### Assignment
Using the data below, show every line where the word "Validatable" occurs.

(Stored data)

»»

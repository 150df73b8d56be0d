// src/noyau/erreur.rs
//
// Taxonomie des erreurs du noyau.
// Chaque étape échoue à la première erreur (pas de résultat partiel).

pub type Resultat<T> = Result<T, ErreurCalcul>;

#[derive(Clone, Debug, PartialEq, Eq, thiserror::Error)]
pub enum ErreurCalcul {
    #[error("l’expression est vide")]
    ExpressionVide,

    #[error("caractère invalide : '{0}'")]
    CaractereInvalide(char),

    #[error("parenthèses déséquilibrées")]
    ParenthesesDesequilibrees,

    #[error("expression invalide : opérandes insuffisants")]
    OperandesInsuffisants,

    #[error("expression invalide")]
    ExpressionMalformee,

    #[error("valeur invalide : {0}")]
    LitteralNumeriqueInvalide(String),

    #[error("division par zéro")]
    DivisionParZero,

    #[error("opérateur inconnu : {0}")]
    OperateurInconnu(String),
}

impl ErreurCalcul {
    /// Étiquette stable du genre d’erreur (traces, tests).
    pub fn genre(&self) -> &'static str {
        match self {
            Self::ExpressionVide => "EmptyExpression",
            Self::CaractereInvalide(_) => "InvalidCharacter",
            Self::ParenthesesDesequilibrees => "UnbalancedParentheses",
            Self::OperandesInsuffisants => "InsufficientOperands",
            Self::ExpressionMalformee => "MalformedExpression",
            Self::LitteralNumeriqueInvalide(_) => "InvalidNumericLiteral",
            Self::DivisionParZero => "DivisionByZero",
            Self::OperateurInconnu(_) => "UnknownOperator",
        }
    }
}
// src/noyau/jetons.rs

use super::erreur::{ErreurCalcul, Resultat};
use super::operateur::Operateur;

#[derive(Clone, Copy, Debug, PartialEq, Eq)]
pub enum GenreJeton {
    Nombre,
    Operateur,
    ParG, // (
    ParD, // )
}

/// Unité lexicale : genre + texte source exact.
#[derive(Clone, Debug, PartialEq, Eq)]
pub struct Jeton {
    pub genre: GenreJeton,
    pub texte: String,
}

impl Jeton {
    pub fn nombre(texte: impl Into<String>) -> Self {
        Self {
            genre: GenreJeton::Nombre,
            texte: texte.into(),
        }
    }

    pub fn operateur(op: Operateur) -> Self {
        Self {
            genre: GenreJeton::Operateur,
            texte: op.symbole().to_string(),
        }
    }

    pub fn par_g() -> Self {
        Self {
            genre: GenreJeton::ParG,
            texte: "(".into(),
        }
    }

    pub fn par_d() -> Self {
        Self {
            genre: GenreJeton::ParD,
            texte: ")".into(),
        }
    }
}

/// Tokenize une chaîne en jetons.
/// Supporte:
/// - nombres décimaux : chiffres avec au plus un '.' (ex: 12, 3.5, .5, 7.)
/// - opérateurs + - * / ^
/// - parenthèses ( )
///
/// Un second '.' dans un nombre termine le jeton courant et commence le suivant :
/// "1.2.3" => ["1.2", ".3"].
///
/// L’entrée vide n’est pas rejetée ici (c’est l’appelant qui le fait).
pub fn tokenize(s: &str) -> Resultat<Vec<Jeton>> {
    let mut out = Vec::new();
    let chars: Vec<char> = s.chars().collect();
    let mut i: usize = 0;

    while i < chars.len() {
        let c = chars[i];

        if c.is_whitespace() {
            i += 1;
            continue;
        }

        // Nombre : course maximale de chiffres, un seul '.'
        if c.is_ascii_digit() || c == '.' {
            let start = i;
            let mut a_point = c == '.';
            i += 1;
            while i < chars.len() && (chars[i].is_ascii_digit() || (chars[i] == '.' && !a_point)) {
                if chars[i] == '.' {
                    a_point = true;
                }
                i += 1;
            }
            let texte: String = chars[start..i].iter().collect();
            out.push(Jeton::nombre(texte));
            continue;
        }

        match c {
            '(' => out.push(Jeton::par_g()),
            ')' => out.push(Jeton::par_d()),
            _ => match Operateur::depuis_char(c) {
                Some(op) => out.push(Jeton::operateur(op)),
                None => return Err(ErreurCalcul::CaractereInvalide(c)),
            },
        }
        i += 1;
    }

    Ok(out)
}

/// Format utilitaire (démarche) : liste de jetons en texte.
pub fn format_jetons(jetons: &[Jeton]) -> String {
    jetons
        .iter()
        .map(|j| j.texte.as_str())
        .collect::<Vec<_>>()
        .join(" ")
}
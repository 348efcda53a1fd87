//! Configuration module for jsondiff-tools.
//!
//! This module provides a unified configuration system with:
//! - Type-safe configuration structures
//! - Validation for all configuration values
//! - Named presets for common use cases
//! - YAML config file loading and discovery
//! - CLI argument merging
//!
//! # Quick Start
//!
//! ```rust,ignore
//! use jsondiff_tools::config::{AppConfig, ConfigPreset};
//!
//! // Use defaults
//! let config = AppConfig::default();
//!
//! // Use a preset
//! let config = AppConfig::from_preset(ConfigPreset::CiCd);
//!
//! // Use builder
//! let config = AppConfig::builder()
//!     .matching_preset("strict")
//!     .matching_threshold(0.9)
//!     .fail_on_critical(true)
//!     .build();
//!
//! // Load from file
//! use jsondiff_tools::config::file::load_or_default;
//! let (config, loaded_from) = load_or_default(None);
//! ```
//!
//! # Configuration File
//!
//! Place a `.jsondiff.yaml` file in your project root or `~/.config/jsondiff/`:
//!
//! ```yaml
//! matching:
//!   preset: strict
//!   assignment: optimal
//! behavior:
//!   fail_on_critical: true
//! ```

mod defaults;
pub mod file;
mod types;
mod validation;

pub use defaults::{ConfigPreset, DEFAULT_CI_MAX_DEPTH};
pub use types::{
    AppConfig, AppConfigBuilder, BehaviorConfig, DiffConfig, DiffConfigBuilder, DiffPaths,
    FilterConfig, MatchingConfig, OutputConfig, ScoreConfig,
};
pub use validation::{ConfigError, Validatable};

pub use file::{
    discover_config_file, generate_example_config, generate_full_example_config, load_config_file,
    load_or_default, ConfigFileError, CONFIG_FILE_NAMES,
};

/// Generate a JSON Schema for the `AppConfig` configuration format.
///
/// Editors can use it to validate and autocomplete `.jsondiff.yaml` files.
pub fn generate_json_schema() -> serde_json::Result<String> {
    let schema = schemars::schema_for!(AppConfig);
    serde_json::to_string_pretty(&schema)
}
//! Trait definitions for value scoring strategies.
//!
//! The array matcher only needs a likeness score between two values; this
//! module defines that seam so alternative scorers can be plugged into the
//! engine, plus the candidate and explanation types shared by them.

use serde::Serialize;
use serde_json::Value;

use super::config::ArrayMatchConfig;

/// How strongly a candidate matched its left-hand element.
#[derive(Debug, Clone, Copy, PartialEq, Eq, Hash, Serialize)]
#[serde(rename_all = "lowercase")]
pub enum MatchStrength {
    /// Structurally equal values
    Exact,
    /// Similarity at or above the strong-match threshold
    Strong,
    /// Similarity above the acceptance threshold only
    Partial,
    /// Not acceptable as a pairing
    None,
}

impl MatchStrength {
    /// Classify a similarity score against the configured thresholds.
    #[must_use]
    pub fn classify(similarity: f64, config: &ArrayMatchConfig) -> Self {
        if similarity >= config.strong_match_threshold {
            Self::Strong
        } else if similarity > config.acceptance_threshold {
            Self::Partial
        } else {
            Self::None
        }
    }

    #[must_use]
    pub const fn is_match(&self) -> bool {
        !matches!(self, Self::None)
    }
}

/// A right-array element selected for a left-array element.
///
/// Scoped to a single array comparison.
#[derive(Debug, Clone, Copy)]
#[must_use]
pub struct MatchCandidate<'a> {
    /// The matched right-array element
    pub value: &'a Value,
    /// Its index in the right array
    pub index: usize,
    /// Similarity to the left element (0.0 - 1.0)
    pub similarity: f64,
    /// Whether the pairing came from the exact-match short-circuit
    pub exact: bool,
}

impl<'a> MatchCandidate<'a> {
    /// Candidate found by structural equality.
    pub const fn exact(value: &'a Value, index: usize) -> Self {
        Self {
            value,
            index,
            similarity: 1.0,
            exact: true,
        }
    }

    /// Candidate found by similarity scoring.
    pub const fn scored(value: &'a Value, index: usize, similarity: f64) -> Self {
        Self {
            value,
            index,
            similarity,
            exact: false,
        }
    }

    /// Strength of this candidate under `config`.
    #[must_use]
    pub fn strength(&self, config: &ArrayMatchConfig) -> MatchStrength {
        if self.exact {
            MatchStrength::Exact
        } else {
            MatchStrength::classify(self.similarity, config)
        }
    }
}

/// Contribution of one shared object key to a similarity score.
#[derive(Debug, Clone, Serialize)]
pub struct ScoreComponent {
    /// The shared key
    pub key: String,
    /// Weight applied to the raw score (or the bonus, for identifier keys)
    pub weight: f64,
    /// Raw score before weighting
    pub raw_score: f64,
    /// Weighted contribution to the accumulator
    pub weighted_score: f64,
    /// What produced the contribution
    pub description: String,
}

/// Human-readable breakdown of a similarity score.
#[derive(Debug, Clone, Serialize)]
pub struct MatchExplanation {
    /// The final score
    pub score: f64,
    /// Why the score is what it is
    pub reason: String,
    /// Fraction of the key union present on both sides, for objects
    #[serde(skip_serializing_if = "Option::is_none")]
    pub key_overlap: Option<f64>,
    /// Per-key contributions, for objects
    #[serde(skip_serializing_if = "Vec::is_empty")]
    pub score_breakdown: Vec<ScoreComponent>,
}

impl MatchExplanation {
    pub fn new(score: f64, reason: impl Into<String>) -> Self {
        Self {
            score,
            reason: reason.into(),
            key_overlap: None,
            score_breakdown: Vec::new(),
        }
    }

    #[must_use]
    pub const fn with_key_overlap(mut self, overlap: f64) -> Self {
        self.key_overlap = Some(overlap);
        self
    }

    #[must_use]
    pub fn with_score_component(mut self, component: ScoreComponent) -> Self {
        self.score_breakdown.push(component);
        self
    }

    /// One-line summary.
    #[must_use]
    pub fn summary(&self) -> String {
        format!("{:.0}% similar: {}", self.score * 100.0, self.reason)
    }

    /// Multi-line explanation including the per-key breakdown.
    #[must_use]
    pub fn detailed(&self) -> String {
        let mut lines = vec![self.summary()];

        if let Some(overlap) = self.key_overlap {
            lines.push(format!("Key overlap: {overlap:.2}"));
        }

        if !self.score_breakdown.is_empty() {
            lines.push("Score breakdown:".to_string());
            for component in &self.score_breakdown {
                lines.push(format!(
                    "  - {}: {:.2} x {:.2} = {:.2} ({})",
                    component.key,
                    component.raw_score,
                    component.weight,
                    component.weighted_score,
                    component.description
                ));
            }
        }

        lines.join("\n")
    }
}

impl std::fmt::Display for MatchExplanation {
    fn fmt(&self, f: &mut std::fmt::Formatter<'_>) -> std::fmt::Result {
        write!(f, "{}", self.summary())
    }
}

/// Trait for value similarity strategies.
///
/// Implementors return a heuristic likeness in `[0.0, 1.0]`. The only
/// contract relied upon by the array matcher: equal values score 1.0 and
/// values of different runtime types score 0.0.
///
/// # Example
///
/// ```ignore
/// use jsondiff_tools::matching::{HeuristicScorer, ValueScorer};
///
/// let scorer = HeuristicScorer::default();
/// let score = scorer.score(&left_item, &right_item);
/// ```
pub trait ValueScorer: Send + Sync {
    /// Compute a similarity score between two values.
    fn score(&self, a: &Value, b: &Value) -> f64;

    /// Explain how the score of two values was reached.
    fn explain(&self, a: &Value, b: &Value) -> MatchExplanation {
        MatchExplanation::new(self.score(a, b), format!("scored by {}", self.name()))
    }

    /// Get the name of this scorer for logging/debugging.
    fn name(&self) -> &'static str {
        "ValueScorer"
    }
}

#[cfg(test)]
mod tests {
    use super::*;
    use serde_json::json;

    struct ConstantScorer(f64);

    impl ValueScorer for ConstantScorer {
        fn score(&self, _a: &Value, _b: &Value) -> f64 {
            self.0
        }
    }

    #[test]
    fn test_strength_classification() {
        let config = ArrayMatchConfig::default();
        assert_eq!(MatchStrength::classify(0.7, &config), MatchStrength::None);
        assert_eq!(MatchStrength::classify(0.71, &config), MatchStrength::Partial);
        assert_eq!(MatchStrength::classify(0.95, &config), MatchStrength::Strong);
        assert_eq!(MatchStrength::classify(1.0, &config), MatchStrength::Strong);
        assert!(!MatchStrength::None.is_match());
    }

    #[test]
    fn test_candidate_strength() {
        let config = ArrayMatchConfig::default();
        let value = json!({"id": 1});
        assert_eq!(
            MatchCandidate::exact(&value, 0).strength(&config),
            MatchStrength::Exact
        );
        assert_eq!(
            MatchCandidate::scored(&value, 3, 0.9).strength(&config),
            MatchStrength::Partial
        );
    }

    #[test]
    fn test_default_explanation() {
        let scorer = ConstantScorer(0.25);
        let explanation = scorer.explain(&json!(1), &json!(2));
        assert_eq!(explanation.score, 0.25);
        assert!(explanation.summary().starts_with("25% similar"));
        assert!(explanation.detailed().contains("ValueScorer"));
    }
}
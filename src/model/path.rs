//! Dot/bracket paths locating a value inside a JSON document.
//!
//! The root is the empty string. Object members append `.key` (without the
//! leading dot at the root), array positions append `[i]`.

/// Path of an object member under `parent`.
#[must_use]
pub fn join_key(parent: &str, key: &str) -> String {
    if parent.is_empty() {
        key.to_string()
    } else {
        let mut path = String::with_capacity(parent.len() + key.len() + 1);
        path.push_str(parent);
        path.push('.');
        path.push_str(key);
        path
    }
}

/// Path of an array element under `parent`.
#[must_use]
pub fn join_index(parent: &str, index: usize) -> String {
    format!("{parent}[{index}]")
}

/// Label used for a path in human-readable output.
#[must_use]
pub fn display_path(path: &str) -> &str {
    if path.is_empty() {
        "(root)"
    } else {
        path
    }
}

#[cfg(test)]
mod tests {
    use super::*;

    #[test]
    fn test_root_members_have_no_leading_dot() {
        assert_eq!(join_key("", "status"), "status");
        assert_eq!(join_key("user", "id"), "user.id");
    }

    #[test]
    fn test_nested_paths() {
        let items = join_key("", "items");
        let first = join_index(&items, 0);
        assert_eq!(join_key(&first, "name"), "items[0].name");
        assert_eq!(join_index("", 2), "[2]");
        assert_eq!(join_index(&join_index("", 0), 1), "[0][1]");
    }

    #[test]
    fn test_display_path() {
        assert_eq!(display_path(""), "(root)");
        assert_eq!(display_path("a.b"), "a.b");
    }
}
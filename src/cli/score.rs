//! Score command handler.
//!
//! Implements the `score` subcommand, which prints the matching similarity
//! of two documents and optionally how it was derived.

use crate::config::{ScoreConfig, Validatable};
use crate::matching::{HeuristicScorer, MatchExplanation, MatchStrength, ValueScorer};
use crate::pipeline::{exit_codes, load_json_with_context};
use anyhow::{Context, Result};
use serde_json::json;

/// Run the score command, returning the desired exit code.
#[allow(clippy::needless_pass_by_value)]
pub fn run_score(config: ScoreConfig) -> Result<i32> {
    let problems = config.validate();
    if let Some(first) = problems.first() {
        for problem in &problems[1..] {
            tracing::warn!("Invalid configuration: {}", problem);
        }
        anyhow::bail!("Invalid configuration: {first}");
    }

    let pointer = config.pointer.as_deref();
    let left = load_json_with_context(&config.paths.left, pointer, config.quiet)?;
    let right = load_json_with_context(&config.paths.right, pointer, config.quiet)?;

    let matching = config.matching.to_array_match_config();
    let scorer = HeuristicScorer::from_config(&matching);
    let explanation = scorer.explain(&left.value, &right.value);
    let strength = MatchStrength::classify(explanation.score, &matching);

    println!("{}", render(&explanation, strength, &config)?);
    Ok(exit_codes::SUCCESS)
}

/// Render a score as text or JSON.
fn render(explanation: &MatchExplanation, strength: MatchStrength, config: &ScoreConfig) -> Result<String> {
    if config.json {
        let mut value = json!({
            "score": explanation.score,
            "strength": strength,
            "reason": explanation.reason,
        });
        if config.explain {
            value["breakdown"] = serde_json::to_value(&explanation.score_breakdown)
                .context("failed to serialize score breakdown")?;
        }
        return serde_json::to_string_pretty(&value).context("failed to serialize score");
    }

    if config.explain {
        Ok(format!("{:.4} ({strength:?})\n{}", explanation.score, explanation.detailed()))
    } else {
        Ok(format!("{:.4}", explanation.score))
    }
}
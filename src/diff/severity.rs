//! Keyword-based severity classification.
//!
//! Tiers are tested in order and the first match wins. Keyword tests are
//! case-sensitive substring tests on the full path, so `address.zipcode`
//! is critical through `code` and `valid` through `id`.

use super::result::{DiffType, Severity};

const CRITICAL_KEYWORDS: &[&str] = &["id", "status", "error", "code"];
const HIGH_KEYWORDS: &[&str] = &["data", "result", "response"];
const MEDIUM_KEYWORDS: &[&str] = &["timestamp", "count", "total", "meta"];

/// Map a difference to its business-impact tier.
#[must_use]
pub fn classify_severity(path: &str, diff_type: DiffType) -> Severity {
    let contains_any = |keywords: &[&str]| keywords.iter().any(|k| path.contains(k));

    if contains_any(CRITICAL_KEYWORDS) {
        Severity::Critical
    } else if contains_any(HIGH_KEYWORDS) || diff_type == DiffType::TypeChanged {
        Severity::High
    } else if contains_any(MEDIUM_KEYWORDS) {
        Severity::Medium
    } else {
        Severity::Low
    }
}
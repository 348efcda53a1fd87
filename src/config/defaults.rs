//! Default configurations and presets for jsondiff-tools.
//!
//! Provides named presets for common use cases.

use super::types::{AppConfig, BehaviorConfig, FilterConfig, MatchingConfig, OutputConfig};
use crate::reports::ReportFormat;

// ============================================================================
// Configuration Presets
// ============================================================================

/// Named configuration presets for common use cases.
#[derive(Debug, Clone, Copy, PartialEq, Eq)]
pub enum ConfigPreset {
    /// Balanced settings suitable for most comparisons
    Default,
    /// Only pair near-identical array elements
    Strict,
    /// Pair loosely related array elements
    Lenient,
    /// Machine-readable output and failure exit codes
    CiCd,
}

impl ConfigPreset {
    /// Get the preset name as a string.
    #[must_use]
    pub const fn name(&self) -> &'static str {
        match self {
            Self::Default => "default",
            Self::Strict => "strict",
            Self::Lenient => "lenient",
            Self::CiCd => "ci-cd",
        }
    }

    /// Parse a preset from a string name.
    #[must_use]
    pub fn from_name(name: &str) -> Option<Self> {
        match name.to_lowercase().as_str() {
            "default" | "balanced" => Some(Self::Default),
            "strict" | "exact" => Some(Self::Strict),
            "lenient" | "permissive" | "loose" => Some(Self::Lenient),
            "ci-cd" | "ci" | "pipeline" => Some(Self::CiCd),
            _ => None,
        }
    }

    /// Get a description of this preset.
    #[must_use]
    pub const fn description(&self) -> &'static str {
        match self {
            Self::Default => "Balanced settings suitable for most JSON comparisons",
            Self::Strict => "Near-identical array elements only; other items are missing/extra",
            Self::Lenient => "Pairs loosely related array elements and reports their changes",
            Self::CiCd => "JSON output that fails the pipeline on critical differences",
        }
    }

    /// Get all available presets.
    #[must_use]
    pub const fn all() -> &'static [Self] {
        &[Self::Default, Self::Strict, Self::Lenient, Self::CiCd]
    }
}

impl std::fmt::Display for ConfigPreset {
    fn fmt(&self, f: &mut std::fmt::Formatter<'_>) -> std::fmt::Result {
        write!(f, "{}", self.name())
    }
}

// ============================================================================
// Preset Implementations
// ============================================================================

impl AppConfig {
    /// Create an `AppConfig` from a named preset.
    #[must_use]
    pub fn from_preset(preset: ConfigPreset) -> Self {
        match preset {
            ConfigPreset::Default => Self::default(),
            ConfigPreset::Strict => Self::strict_preset(),
            ConfigPreset::Lenient => Self::lenient_preset(),
            ConfigPreset::CiCd => Self::ci_cd_preset(),
        }
    }

    /// Strict preset.
    #[must_use]
    pub fn strict_preset() -> Self {
        Self {
            matching: MatchingConfig {
                preset: "strict".to_string(),
                ..MatchingConfig::default()
            },
            ..Self::default()
        }
    }

    /// Lenient preset.
    #[must_use]
    pub fn lenient_preset() -> Self {
        Self {
            matching: MatchingConfig {
                preset: "lenient".to_string(),
                ..MatchingConfig::default()
            },
            ..Self::default()
        }
    }

    /// CI/CD pipeline preset.
    ///
    /// - JSON output for machine parsing
    /// - Fail on critical differences
    /// - Quiet mode to reduce noise
    /// - Depth-guarded comparison
    #[must_use]
    pub fn ci_cd_preset() -> Self {
        Self {
            matching: MatchingConfig {
                max_depth: Some(DEFAULT_CI_MAX_DEPTH),
                ..MatchingConfig::default()
            },
            output: OutputConfig {
                format: ReportFormat::Json,
                file: None,
                no_color: true,
                pretty: false,
            },
            filtering: FilterConfig::default(),
            behavior: BehaviorConfig {
                fail_on_change: false,
                fail_on_critical: true,
                quiet: true,
            },
        }
    }
}

// ============================================================================
// Default Value Constants
// ============================================================================

/// Nesting limit applied by the CI/CD preset.
pub const DEFAULT_CI_MAX_DEPTH: usize = 256;

// ============================================================================
// Tests
// ============================================================================

#[cfg(test)]
mod tests {
    use super::*;

    #[test]
    fn test_preset_names() {
        assert_eq!(ConfigPreset::Default.name(), "default");
        assert_eq!(ConfigPreset::CiCd.name(), "ci-cd");
        assert_eq!(ConfigPreset::CiCd.to_string(), "ci-cd");
    }

    #[test]
    fn test_preset_from_name() {
        assert_eq!(ConfigPreset::from_name("balanced"), Some(ConfigPreset::Default));
        assert_eq!(ConfigPreset::from_name("Strict"), Some(ConfigPreset::Strict));
        assert_eq!(ConfigPreset::from_name("permissive"), Some(ConfigPreset::Lenient));
        assert_eq!(ConfigPreset::from_name("pipeline"), Some(ConfigPreset::CiCd));
        assert_eq!(ConfigPreset::from_name("invalid"), None);
    }

    #[test]
    fn test_ci_cd_preset() {
        let config = AppConfig::ci_cd_preset();
        assert!(config.behavior.fail_on_critical);
        assert!(config.behavior.quiet);
        assert!(config.output.no_color);
        assert_eq!(config.output.format, ReportFormat::Json);
        assert_eq!(config.matching.max_depth, Some(DEFAULT_CI_MAX_DEPTH));
    }

    #[test]
    fn test_matching_presets() {
        assert_eq!(AppConfig::from_preset(ConfigPreset::Default).matching.preset, "balanced");
        assert_eq!(AppConfig::from_preset(ConfigPreset::Strict).matching.preset, "strict");
        assert_eq!(AppConfig::from_preset(ConfigPreset::Lenient).matching.preset, "lenient");
    }

    #[test]
    fn test_all_presets() {
        assert_eq!(ConfigPreset::all().len(), 4);
        assert!(ConfigPreset::all().iter().all(|p| !p.description().is_empty()));
    }
}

««

### The completed task
pub use validation::{ConfigError, Validatable};
use crate::config::{ScoreConfig, Validatable};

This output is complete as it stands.